I myself managed to become pregnant three times with an IUD (intrauterine device) in place. The end result was a septic abortion, septecemia (blood poisoning) and death to the fetus and almost myself. Infertility and numerous miscarriages followed. I thank God that I was eventually able to have a child, conceived through the use of fertility drugs. However, because of chemical intervention and the possibility that this drug may have the same effect as DES, my daughter must now be watched for signs of cancer.

A friend of mine became pregnant on one occasion while using a diaphragm and contraceptive foam, and again while using an IUD, which later, in conjunction with the birth-control pill, contributed to her infertility. One foster sister became pregnant while taking the birth control pill, and the long-term effects on her child are at this time unknown. Another foster sister had a small stroke attributed to the use of the birth control pill; she was a non-smoker in her early twenties.

Many, many other friends and acquaintances have ended up in similar situations: pregnant on one of the birth control products!

The word “contraceptives” is often misused.
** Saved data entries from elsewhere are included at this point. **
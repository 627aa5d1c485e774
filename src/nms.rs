//! Per-category non-maximal suppression (`NMS`) and the decode post-processing chain.
//!
//! Suppression works on one category at a time: a detection suppressed as a duplicate
//! "cat" keeps its "dog" score untouched.

use std::cmp::Ordering;

use tracing::debug;

use crate::error::{Result, VocEvalError};
use crate::settings::DetectionSettings;
use crate::threshold::{prune, validate_threshold};
use crate::types::Detection;

/// Apply greedy non-maximal suppression independently in every category.
///
/// For each category the detections are visited in order of decreasing score. A
/// detection with an active, strictly positive score suppresses every later detection
/// whose box overlap with it exceeds `overlap_threshold`. The input is not modified;
/// the returned detections keep the input order.
///
/// # Arguments
///
/// * `detections` - Detections of a single image
/// * `overlap_threshold` - Box overlap above which the lower-scoring detection is suppressed
///
/// # Errors
///
/// * [`VocEvalError::InvalidThreshold`] if `overlap_threshold` is outside [0.0, 1.0].
/// * [`VocEvalError::MismatchedSize`] if the detections have different category counts.
///
/// # Examples
///
/// ```
/// # use voc_eval::geometry::VocBox;
/// # use voc_eval::shape::Shape;
/// # use voc_eval::types::Detection;
/// # use voc_eval::nms::non_maximal_suppression;
/// let boxed = |xmin, ymin, xmax, ymax| Shape::new(VocBox::new(xmin, ymin, xmax, ymax).unwrap());
/// let detections = vec![
///     Detection::new(boxed(10, 10, 50, 50), vec![0.9]),
///     Detection::new(boxed(15, 15, 55, 55), vec![0.8]),
///     Detection::new(boxed(100, 100, 150, 150), vec![0.95]),
/// ];
///
/// let kept = non_maximal_suppression(&detections, 0.5).unwrap();
/// assert!(!kept[0].is_suppressed(0));
/// assert!(kept[1].is_suppressed(0));
/// assert!(!kept[2].is_suppressed(0));
/// ```
pub fn non_maximal_suppression(
    detections: &[Detection],
    overlap_threshold: f32,
) -> Result<Vec<Detection>> {
    validate_threshold(overlap_threshold)?;

    let mut result = detections.to_vec();
    let Some(category_count) = result.first().map(Detection::category_count) else {
        return Ok(result);
    };
    if let Some(other) = result.iter().find(|d| d.category_count() != category_count) {
        return Err(VocEvalError::MismatchedSize(format!(
            "detections disagree on category count: {} vs {}",
            category_count,
            other.category_count()
        )));
    }

    let mut suppressed = 0usize;
    let mut indices: Vec<usize> = (0..result.len()).collect();
    for category in 0..category_count {
        // Sort indices by score (descending), suppressed scores last
        indices.sort_unstable_by(|&a, &b| {
            let score_a = result[a].score(category).unwrap_or(f32::NEG_INFINITY);
            let score_b = result[b].score(category).unwrap_or(f32::NEG_INFINITY);
            score_b.partial_cmp(&score_a).unwrap_or(Ordering::Equal)
        });

        for (i, &idx_i) in indices.iter().enumerate() {
            let active = result[idx_i]
                .score(category)
                .is_some_and(|score| score >= f32::MIN_POSITIVE);
            if !active {
                continue;
            }

            let voc_box = result[idx_i].voc_box();
            for &idx_j in &indices[(i + 1)..] {
                if voc_box.overlap(&result[idx_j].voc_box()) > overlap_threshold {
                    if !result[idx_j].is_suppressed(category) {
                        suppressed += 1;
                    }
                    result[idx_j].suppress(category);
                }
            }
        }
    }

    debug!(
        detections = result.len(),
        suppressed_scores = suppressed,
        "non-maximal suppression"
    );

    Ok(result)
}

/// Post-process decoded detections: `NMS` when enabled, then prune at the
/// detection threshold.
pub fn postprocess(detections: &[Detection], settings: &DetectionSettings) -> Result<Vec<Detection>> {
    if settings.nms {
        let suppressed = non_maximal_suppression(detections, settings.overlap_threshold)?;
        prune(&suppressed, settings.detection_threshold)
    } else {
        prune(detections, settings.detection_threshold)
    }
}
Germaine Greer wrote in her book Sex and Destiny: “Clearly the commonest kind of IUD abortion, the twenty-eighth day termination, is, apart from the increased blood loss and perhaps some pain, completely non-traumatic.” The fact is that most women are completely unaware that they are becoming pregnant and aborting at such an early stage, hence the lack of trauma! I can assure you that many women would not take kindly to such knowledge.
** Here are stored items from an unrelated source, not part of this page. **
//! Point cloud file readers.
//!
//! The reader is picked from the file name. Every format stores its axes
//! differently, so each one declares an [`AxisRemap`] that turns a stored
//! triple into a loader-space position (Y up, Z depth).

mod las;
mod raw;
mod text;

pub use las::{LasHeader, LasPointFormat, LAS_HEADER_SIZE, read_las};
pub use raw::read_raw;
pub use text::read_text;

#[cfg(test)]
pub(crate) use las::test_support;

use crate::config::LoaderConfig;
use crate::error::{LoadError, Result};
use crate::types::{Bounds, Point};
use glam::Vec3;
use std::path::Path;
use tracing::{info, warn};

/// Maps the three stored components of a sample onto loader axes.
///
/// Each field holds the index of the stored component that feeds that
/// output axis.
#[derive(Debug, Clone, Copy, PartialEq, Eq)]
pub struct AxisRemap {
    pub x: usize,
    pub y: usize,
    pub z: usize,
}

impl AxisRemap {
    /// Columns are stored X Z Y.
    pub const TEXT: Self = Self { x: 0, y: 2, z: 1 };
    /// Stored (x, y, z) with y as depth and z as height.
    pub const RAW: Self = Self { x: 0, y: 2, z: 1 };
    /// LAS is Z-up: raw X to X, raw Z to height, raw Y to depth.
    pub const LAS: Self = Self { x: 0, y: 2, z: 1 };

    pub fn apply<T: Copy + Into<f64>>(&self, stored: [T; 3]) -> Vec3 {
        let component = |i: usize| Into::<f64>::into(stored[i]) as f32;
        Vec3::new(component(self.x), component(self.y), component(self.z))
    }
}

/// Supported input formats.
#[derive(Debug, Clone, Copy, PartialEq, Eq)]
pub enum SourceFormat {
    /// `.txt`: one `X Z Y` sample per line.
    Text,
    /// `.lasbin`: headerless packed `f32` triplets.
    RawBinary,
    /// `.las`: LAS 1.x with point data record format 1 or 2.
    Las,
}

impl SourceFormat {
    /// Recognized file name suffixes.
    ///
    /// Matching is on the end of the name, so at most one entry can match and
    /// the order carries no priority: `.lasbin` never matches `.las`.
    const SUFFIXES: [(&'static str, SourceFormat); 3] = [
        (".txt", SourceFormat::Text),
        (".lasbin", SourceFormat::RawBinary),
        (".las", SourceFormat::Las),
    ];

    /// Pick the format from the suffix of the file name, ignoring case.
    pub fn from_path(path: &Path) -> Option<Self> {
        let name = path.file_name()?.to_string_lossy().to_ascii_lowercase();
        Self::SUFFIXES
            .iter()
            .find(|(suffix, _)| name.ends_with(suffix))
            .map(|&(_, format)| format)
    }

    pub fn axis_remap(&self) -> AxisRemap {
        match self {
            SourceFormat::Text => AxisRemap::TEXT,
            SourceFormat::RawBinary => AxisRemap::RAW,
            SourceFormat::Las => AxisRemap::LAS,
        }
    }
}

/// Everything a reader produced from one file.
#[derive(Debug, Clone, Default)]
pub struct PointCloudData {
    pub points: Vec<Point>,
    /// Bounds stored in the file header, already remapped to loader axes.
    pub header_bounds: Option<Bounds>,
    pub las_header: Option<LasHeader>,
}

impl PointCloudData {
    pub fn from_points(points: Vec<Point>) -> Self {
        Self {
            points,
            ..Default::default()
        }
    }
}

/// Read all points from `path`.
///
/// A file that cannot be opened or read yields an empty cloud and a
/// warning. Malformed content is an error.
#[tracing::instrument(skip_all, fields(path = %path.display()))]
pub fn read_points(path: &Path, config: &LoaderConfig) -> Result<PointCloudData> {
    let format = SourceFormat::from_path(path)
        .ok_or_else(|| LoadError::UnrecognizedFormat(path.display().to_string()))?;

    let bytes = match std::fs::read(path) {
        Ok(bytes) => bytes,
        Err(e) => {
            warn!("Can't open file {}: {}", path.display(), e);
            return Ok(PointCloudData::default());
        }
    };

    let data = match format {
        SourceFormat::Text => PointCloudData::from_points(read_text(&bytes[..], config.text_color)?),
        SourceFormat::RawBinary => PointCloudData::from_points(read_raw(&bytes, config.raw_color)?),
        SourceFormat::Las => {
            let (header, points) = read_las(&bytes, config)?;
            PointCloudData {
                points,
                header_bounds: Some(header.bounds()),
                las_header: Some(header),
            }
        }
    };

    info!("Read {} points ({:?})", data.points.len(), format);
    Ok(data)
}

#[cfg(test)]
mod tests {
    use super::*;
    use std::io::Write;

    #[test]
    fn test_format_from_suffix() {
        assert_eq!(SourceFormat::from_path(Path::new("scan.txt")), Some(SourceFormat::Text));
        assert_eq!(
            SourceFormat::from_path(Path::new("data/scan.lasbin")),
            Some(SourceFormat::RawBinary)
        );
        assert_eq!(SourceFormat::from_path(Path::new("scan.LAS")), Some(SourceFormat::Las));
        assert_eq!(SourceFormat::from_path(Path::new("scan.laz")), None);
        assert_eq!(SourceFormat::from_path(Path::new("scan.las.txt")), Some(SourceFormat::Text));
    }

    #[test]
    fn test_axis_remap_swaps_height_and_depth() {
        let stored = [1.0f32, 2.0, 3.0];
        for remap in [AxisRemap::TEXT, AxisRemap::RAW, AxisRemap::LAS] {
            assert_eq!(remap.apply(stored), Vec3::new(1.0, 3.0, 2.0));
        }
    }

    #[test]
    fn test_missing_file_yields_empty_cloud() {
        let dir = tempfile::tempdir().unwrap();
        let path = dir.path().join("missing.txt");
        let data = read_points(&path, &LoaderConfig::default()).unwrap();
        assert!(data.points.is_empty());
        assert!(data.header_bounds.is_none());
    }

    #[test]
    fn test_unknown_suffix_is_an_error() {
        let err = read_points(Path::new("cloud.xyz"), &LoaderConfig::default()).unwrap_err();
        assert!(matches!(err, LoadError::UnrecognizedFormat(_)));
    }

    #[test]
    fn test_read_text_file_from_disk() {
        let mut file = tempfile::Builder::new().suffix(".txt").tempfile().unwrap();
        writeln!(file, "1.0 2.0 3.0").unwrap();
        writeln!(file, "4.0 5.0 6.0").unwrap();
        let data = read_points(file.path(), &LoaderConfig::default()).unwrap();
        assert_eq!(data.points.len(), 2);
        assert_eq!(data.points[1].position, Vec3::new(4.0, 6.0, 5.0));
    }
}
From the medical standpoint one knows that repeated abortions and miscarriages are harmful to the body and psychologically arresting. With any abortion, or miscarriage one worries about hemorrhage, infection which can lead to pelvic incompetence. It is easy to understand why some IUDs have been removed from the American market due to numerous law suits.

Canada’s Badgley Report on the Operation of the Abortion Law reports as follows: “An unresolved question is why, among women reporting the use of a contraceptive method at the time of conception, there should have been such a high level of unwanted pregnancies associated with the use of the pill and IUD.
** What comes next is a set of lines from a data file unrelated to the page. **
//! Headerless binary point clouds (`.lasbin`).

use super::AxisRemap;
use crate::error::{LoadError, Result};
use crate::types::Point;
use glam::Vec3;

const TRIPLET_SIZE: usize = std::mem::size_of::<[f32; 3]>();

/// Read tightly packed native-endian `f32` triplets.
pub fn read_raw(bytes: &[u8], color: Vec3) -> Result<Vec<Point>> {
    if bytes.len() % TRIPLET_SIZE != 0 {
        return Err(LoadError::TruncatedData {
            what: "raw point data",
            expected: bytes.len().next_multiple_of(TRIPLET_SIZE) as u64,
            actual: bytes.len() as u64,
        });
    }

    Ok(bytes
        .chunks_exact(TRIPLET_SIZE)
        .map(|chunk| {
            let stored: [f32; 3] = bytemuck::pod_read_unaligned(chunk);
            Point::new(AxisRemap::RAW.apply(stored), color)
        })
        .collect())
}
“Almost 1 out of 5 (18.0 per cent) of the women said they were using the pill and another 9.9 per cent the IUD at the time of conception. While there is not an appropriate denominator for calculating failure rates for these methods, the high levels of protection generally attributed to their use would suggest lower failure rates. It is unknown whether the method failed, or whether it was used incorrectly. In each instance even the most effective methods did not confer protection from conception for these women.”

The study also found that a substantially higher proportion of women seeking second abortions had used oral contraceptives (80.5 per cent).

The failure rates for the pill and the IUD may be high because they are the most used. In the case of the pill, the product may be used incorrectly, however, the same cannot be said for the IUD as it is inserted by a doctor and checked frequently by the patient.

Because oral contraceptives are drugs, many factors may interfere with the hormonal levels they are meant to create. For example a lengthy list of other drugs taken by the user at the same time can lower its effectiveness. Any illness involving vomiting, or nausea and vomiting, as a side effect of the drug itself, can lower hormone levels if part of the pill is expelled.

In October 1980, Gilian Cosgrove wrote an article in the Toronto Star in which she estimated that 40,000 U.S. women would die on the birth control pill in the next year, based on the Food and Drug report which estimated that one in five women died on the pill. She also wrote of a pharmaceutical company that has been charged with the falsification of drug testing on the pill.

All in all, the bottom line is that pharmaceutical companies, as well as doctors and governments, make lots of money through the sale of birth control products. The pill and the IUD often cause disease and other conditions which must be treated with further drugs, requiring frequent office visits which are very lucrative to the doctors involved. In addition, there are the millions of abortions offered for contraceptive failure, and surgery required to correct the side effects of these birth control products.

In short, this certainly is a lucrative business. No wonder the sales pitch on these products is so great. Why would anyone take the time and patience to teach Natural Family Planning. As a method of family planning not only does it work, but the side effects do not cost endless hours of surgery and medical care to repair damaged bodies or reproductive systems. NFP does not leave the deep psychological scars from infertility, or cause loss of jobs because of endless sick leave. When pregnancy does occur, one does not have to worry about the short and long term physical effects on the unborn child.

We as women owe a responsibility to ourselves not to get hooked into this contraceptive mentality of artificial methods, so that we can live both physically and mentally healthy, and productive lives. We will then be capable of having families if we wish and be able to take proper care of them. In short, these deadly methods are simply a big con! Women are the losers, along with the children born from these products, or children not born at all, and our husbands who suffer with us.

Thrish Polhill is the founder of the Birth Control Victims Association of Canada.